---- DATA SUPPLIED
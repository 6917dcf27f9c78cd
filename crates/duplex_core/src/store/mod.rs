//! Store contract and failure semantics.
//!
//! # Responsibility
//! - Define the minimal CRUD+query contract every persistence backend
//!   implements to be pluggable.
//! - Define the error kinds stores and repositories surface.
//!
//! # Invariants
//! - `insert` fails with `Conflict` when the identity already exists.
//! - `update`/`delete` fail with `NotFound` when the identity is absent.
//! - `execute` filters with the query predicate and applies a stable sort,
//!   so equal-key tie order matches input order.

use std::error::Error;
use std::fmt::{Display, Formatter};

pub mod memory;

pub use memory::MemoryStore;

use crate::model::Record;
use crate::op::AsyncOp;
use crate::query::Query;

pub type StoreResult<T> = Result<T, StoreError>;

/// Failure kinds surfaced by stores and repositories.
#[derive(Debug, Clone, PartialEq, Eq)]
pub enum StoreError {
    /// Insert of an identity that already exists.
    Conflict(String),
    /// Update or delete of an identity that is absent.
    NotFound(String),
    /// Opaque transport/storage failure from a backend.
    Backend(String),
    /// Both primary and secondary failed for a read.
    RecoveryExhausted {
        primary: Box<StoreError>,
        secondary: Box<StoreError>,
    },
}

impl StoreError {
    pub fn conflict(id: impl Display) -> Self {
        Self::Conflict(id.to_string())
    }

    pub fn not_found(id: impl Display) -> Self {
        Self::NotFound(id.to_string())
    }

    pub fn backend(message: impl Into<String>) -> Self {
        Self::Backend(message.into())
    }

    pub fn recovery_exhausted(primary: Self, secondary: Self) -> Self {
        Self::RecoveryExhausted {
            primary: Box::new(primary),
            secondary: Box::new(secondary),
        }
    }
}

impl Display for StoreError {
    fn fmt(&self, f: &mut Formatter<'_>) -> std::fmt::Result {
        match self {
            Self::Conflict(id) => write!(f, "record already exists: {id}"),
            Self::NotFound(id) => write!(f, "record not found: {id}"),
            Self::Backend(message) => write!(f, "backend failure: {message}"),
            Self::RecoveryExhausted { primary, secondary } => write!(
                f,
                "primary and secondary both failed: primary: {primary}; secondary: {secondary}"
            ),
        }
    }
}

impl Error for StoreError {
    fn source(&self) -> Option<&(dyn Error + 'static)> {
        match self {
            Self::RecoveryExhausted { secondary, .. } => Some(secondary.as_ref()),
            Self::Conflict(_) | Self::NotFound(_) | Self::Backend(_) => None,
        }
    }
}

/// Contract any persistence backend implements.
///
/// The trait itself is stateless; a concrete store owns whatever connection
/// or collection state it needs, along with its own internal concurrency
/// control. Every operation is non-blocking from the caller's perspective
/// and delivers its outcome through an [`AsyncOp`].
pub trait Store<T: Record>: Send + Sync {
    /// Adds a new record; `Conflict` when the identity already exists.
    fn insert(&self, record: T) -> AsyncOp<T>;

    /// Replaces the record matching the identity; `NotFound` when absent.
    fn update(&self, record: T) -> AsyncOp<T>;

    /// Removes the record matching the identity; `NotFound` when absent.
    /// Resolves with the removed record.
    fn delete(&self, record: T) -> AsyncOp<T>;

    /// Returns matching records ordered per the query's sort spec.
    fn execute(&self, query: &Query<T>) -> AsyncOp<Vec<T>>;
}

#[cfg(test)]
mod tests {
    use super::StoreError;
    use std::error::Error;

    #[test]
    fn display_names_the_identity_or_cause() {
        assert_eq!(
            StoreError::conflict(42).to_string(),
            "record already exists: 42"
        );
        assert_eq!(
            StoreError::not_found("abc").to_string(),
            "record not found: abc"
        );
        assert_eq!(
            StoreError::backend("socket closed").to_string(),
            "backend failure: socket closed"
        );
    }

    #[test]
    fn recovery_exhausted_carries_both_causes() {
        let combined = StoreError::recovery_exhausted(
            StoreError::backend("primary down"),
            StoreError::backend("secondary down"),
        );
        let rendered = combined.to_string();
        assert!(rendered.contains("primary down"));
        assert!(rendered.contains("secondary down"));
        assert!(combined.source().is_some());
    }
}
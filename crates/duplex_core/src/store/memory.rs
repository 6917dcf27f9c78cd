//! In-memory reference store.
//!
//! # Responsibility
//! - Provide the reference implementation of the [`Store`] contract for
//!   tests and as the model for backend implementers.
//!
//! # Invariants
//! - Backing storage is an ordered sequence; insert appends, so
//!   predicate-match order equals insertion order.
//! - Identity lookups are linear scans, acceptable for a reference store.
//! - The backing sequence is guarded against concurrent mutation by an
//!   async mutex; each operation is internally sequential.

use std::sync::Arc;

use log::debug;
use tokio::sync::Mutex;

use crate::model::Record;
use crate::op::AsyncOp;
use crate::query::Query;
use crate::store::{Store, StoreError};

/// Reference [`Store`] keeping records in an ordered in-memory sequence.
pub struct MemoryStore<T: Record> {
    records: Arc<Mutex<Vec<T>>>,
}

impl<T: Record> MemoryStore<T> {
    /// Creates an empty store.
    pub fn new() -> Self {
        Self {
            records: Arc::new(Mutex::new(Vec::new())),
        }
    }

    /// Creates a store seeded with `records` in the given order.
    pub fn with_records(records: Vec<T>) -> Self {
        Self {
            records: Arc::new(Mutex::new(records)),
        }
    }

    /// Returns a copy of the backing sequence in storage order.
    pub async fn snapshot(&self) -> Vec<T> {
        self.records.lock().await.clone()
    }

    /// Returns the number of held records.
    pub async fn len(&self) -> usize {
        self.records.lock().await.len()
    }

    pub async fn is_empty(&self) -> bool {
        self.records.lock().await.is_empty()
    }

    /// Returns whether a record with `id` is held.
    pub async fn contains(&self, id: &T::Id) -> bool {
        self.records
            .lock()
            .await
            .iter()
            .any(|record| record.id() == *id)
    }
}

impl<T: Record> Default for MemoryStore<T> {
    fn default() -> Self {
        Self::new()
    }
}

impl<T: Record> Store<T> for MemoryStore<T> {
    fn insert(&self, record: T) -> AsyncOp<T> {
        let records = Arc::clone(&self.records);
        AsyncOp::spawn(async move {
            let mut records = records.lock().await;
            let id = record.id();
            if records.iter().any(|existing| existing.id() == id) {
                return Err(StoreError::conflict(id));
            }
            records.push(record.clone());
            debug!(
                "event=store_insert module=store status=ok records={}",
                records.len()
            );
            Ok(record)
        })
    }

    fn update(&self, record: T) -> AsyncOp<T> {
        let records = Arc::clone(&self.records);
        AsyncOp::spawn(async move {
            let mut records = records.lock().await;
            let id = record.id();
            match records.iter_mut().find(|existing| existing.id() == id) {
                Some(slot) => {
                    *slot = record.clone();
                    debug!("event=store_update module=store status=ok");
                    Ok(record)
                }
                None => Err(StoreError::not_found(id)),
            }
        })
    }

    fn delete(&self, record: T) -> AsyncOp<T> {
        let records = Arc::clone(&self.records);
        AsyncOp::spawn(async move {
            let mut records = records.lock().await;
            let id = record.id();
            match records.iter().position(|existing| existing.id() == id) {
                Some(index) => {
                    let removed = records.remove(index);
                    debug!(
                        "event=store_delete module=store status=ok records={}",
                        records.len()
                    );
                    Ok(removed)
                }
                None => Err(StoreError::not_found(id)),
            }
        })
    }

    fn execute(&self, query: &Query<T>) -> AsyncOp<Vec<T>> {
        let records = Arc::clone(&self.records);
        let query = query.clone();
        AsyncOp::spawn(async move {
            let held = records.lock().await;
            let mut matched: Vec<T> = held
                .iter()
                .filter(|record| query.predicate().matches(record))
                .cloned()
                .collect();
            drop(held);
            query.sort().sort(&mut matched);
            debug!(
                "event=store_execute module=store status=ok matched={}",
                matched.len()
            );
            Ok(matched)
        })
    }
}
--------
WHAT IS BEING ASKED. Indicate how many lines in the records above contain the word "RecoveryExhausted", giving only the number.

REPLY TO THE EXERCISE. 4